BEGIN

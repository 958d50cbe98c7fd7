//! Directory-backed blob store using walkdir.

use super::{BlobStore, ImageId};
use crate::error::StoreError;
use std::collections::HashSet;
use std::fs;
use std::io::ErrorKind;
use std::path::{Component, Path, PathBuf};
use tracing::warn;
use walkdir::WalkDir;

const IMAGE_EXTENSIONS: [&str; 9] = ["jpg", "jpeg", "png", "webp", "gif", "bmp", "tiff", "tif", "ico"];

/// Image files under a root directory, keyed by their relative path
pub struct DirectoryStore {
    root: PathBuf,
    extensions: HashSet<String>,
}

impl DirectoryStore {
    /// Open a store rooted at `root`
    pub fn open(root: impl Into<PathBuf>) -> Result<Self, StoreError> {
        let root = root.into();
        if !root.is_dir() {
            return Err(StoreError::RootNotFound { path: root });
        }

        Ok(Self {
            root,
            extensions: IMAGE_EXTENSIONS.iter().map(|e| e.to_string()).collect(),
        })
    }

    /// Root directory of the store
    pub fn root(&self) -> &Path {
        &self.root
    }

    /// Map an id to a path under the root; ids escaping the root map to nothing
    pub fn path_for(&self, id: &ImageId) -> Option<PathBuf> {
        let relative = Path::new(id.as_str());
        let contained = !id.as_str().is_empty()
            && relative
                .components()
                .all(|component| matches!(component, Component::Normal(_)));

        contained.then(|| self.root.join(relative))
    }

    /// The id a file under the root is stored as
    pub fn id_for_path(&self, path: &Path) -> Option<ImageId> {
        let relative = path.strip_prefix(&self.root).ok()?;
        let parts: Vec<_> = relative
            .components()
            .map(|component| component.as_os_str().to_str())
            .collect::<Option<_>>()?;

        (!parts.is_empty()).then(|| ImageId::new(parts.join("/")))
    }

    fn should_include(&self, path: &Path) -> bool {
        let hidden = path
            .file_name()
            .and_then(|n| n.to_str())
            .is_some_and(|name| name.starts_with('.'));
        if hidden {
            return false;
        }

        path.extension()
            .and_then(|e| e.to_str())
            .is_some_and(|ext| self.extensions.contains(&ext.to_lowercase()))
    }
}

impl BlobStore for DirectoryStore {
    fn fetch(&self, id: &ImageId) -> Result<Option<Vec<u8>>, StoreError> {
        let Some(path) = self.path_for(id) else {
            return Ok(None);
        };

        match fs::read(&path) {
            Ok(bytes) => Ok(Some(bytes)),
            Err(e) if e.kind() == ErrorKind::NotFound => Ok(None),
            Err(e) => Err(StoreError::Io { path, source: e }),
        }
    }

    fn ids(&self) -> Result<Vec<ImageId>, StoreError> {
        let walker = WalkDir::new(&self.root)
            .follow_links(false)
            .sort_by_file_name()
            .into_iter()
            .filter_entry(|entry| {
                // Skip hidden directories below the root
                entry.depth() == 0
                    || !entry.file_name().to_str().is_some_and(|name| name.starts_with('.'))
            });

        let mut ids = Vec::new();
        for entry in walker {
            match entry {
                Ok(entry) => {
                    if entry.file_type().is_file() && self.should_include(entry.path()) {
                        if let Some(id) = self.id_for_path(entry.path()) {
                            ids.push(id);
                        }
                    }
                }
                Err(e) => warn!(error = %e, "skipping unreadable entry in blob directory"),
            }
        }

        Ok(ids)
    }
}

#[cfg(test)]
mod tests {
    use super::*;
    use tempfile::TempDir;

    fn populated() -> (TempDir, DirectoryStore) {
        let dir = TempDir::new().unwrap();
        fs::write(dir.path().join("b.png"), b"png bytes").unwrap();
        fs::write(dir.path().join("a.JPG"), b"jpg bytes").unwrap();
        fs::write(dir.path().join("notes.txt"), b"not an image").unwrap();
        fs::write(dir.path().join(".hidden.png"), b"hidden").unwrap();
        fs::create_dir(dir.path().join("items")).unwrap();
        fs::write(dir.path().join("items").join("c.webp"), b"webp bytes").unwrap();
        fs::create_dir(dir.path().join(".trash")).unwrap();
        fs::write(dir.path().join(".trash").join("d.png"), b"trashed").unwrap();

        let store = DirectoryStore::open(dir.path()).unwrap();
        (dir, store)
    }

    #[test]
    fn missing_root_is_an_error() {
        assert!(matches!(
            DirectoryStore::open("/nonexistent/path/that/does/not/exist"),
            Err(StoreError::RootNotFound { .. })
        ));
    }

    #[test]
    fn ids_list_visible_images_sorted() {
        let (_dir, store) = populated();
        let ids: Vec<_> = store.ids().unwrap().into_iter().map(|id| id.to_string()).collect();

        assert_eq!(ids, vec!["a.JPG", "b.png", "items/c.webp"]);
    }

    #[test]
    fn fetch_reads_nested_files() {
        let (_dir, store) = populated();

        assert_eq!(
            store.fetch(&ImageId::new("items/c.webp")).unwrap(),
            Some(b"webp bytes".to_vec())
        );
    }

    #[test]
    fn fetch_missing_file_returns_none() {
        let (_dir, store) = populated();
        assert_eq!(store.fetch(&ImageId::new("gone.png")).unwrap(), None);
    }

    #[test]
    fn ids_cannot_escape_root() {
        let (_dir, store) = populated();

        assert!(store.path_for(&ImageId::new("../etc/passwd")).is_none());
        assert!(store.path_for(&ImageId::new("/etc/passwd")).is_none());
        assert_eq!(store.fetch(&ImageId::new("../b.png")).unwrap(), None);
    }

    #[test]
    fn id_for_path_round_trips() {
        let (dir, store) = populated();
        let path = dir.path().join("items").join("c.webp");

        let id = store.id_for_path(&path).unwrap();
        assert_eq!(id.as_str(), "items/c.webp");
        assert_eq!(store.path_for(&id).unwrap(), path);
    }
}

END

Among the lines of the records, copy out each one that contains the word "impl".

SOLUTION TO THIS TASK:
impl DirectoryStore {
    pub fn open(root: impl Into<PathBuf>) -> Result<Self, StoreError> {
impl BlobStore for DirectoryStore {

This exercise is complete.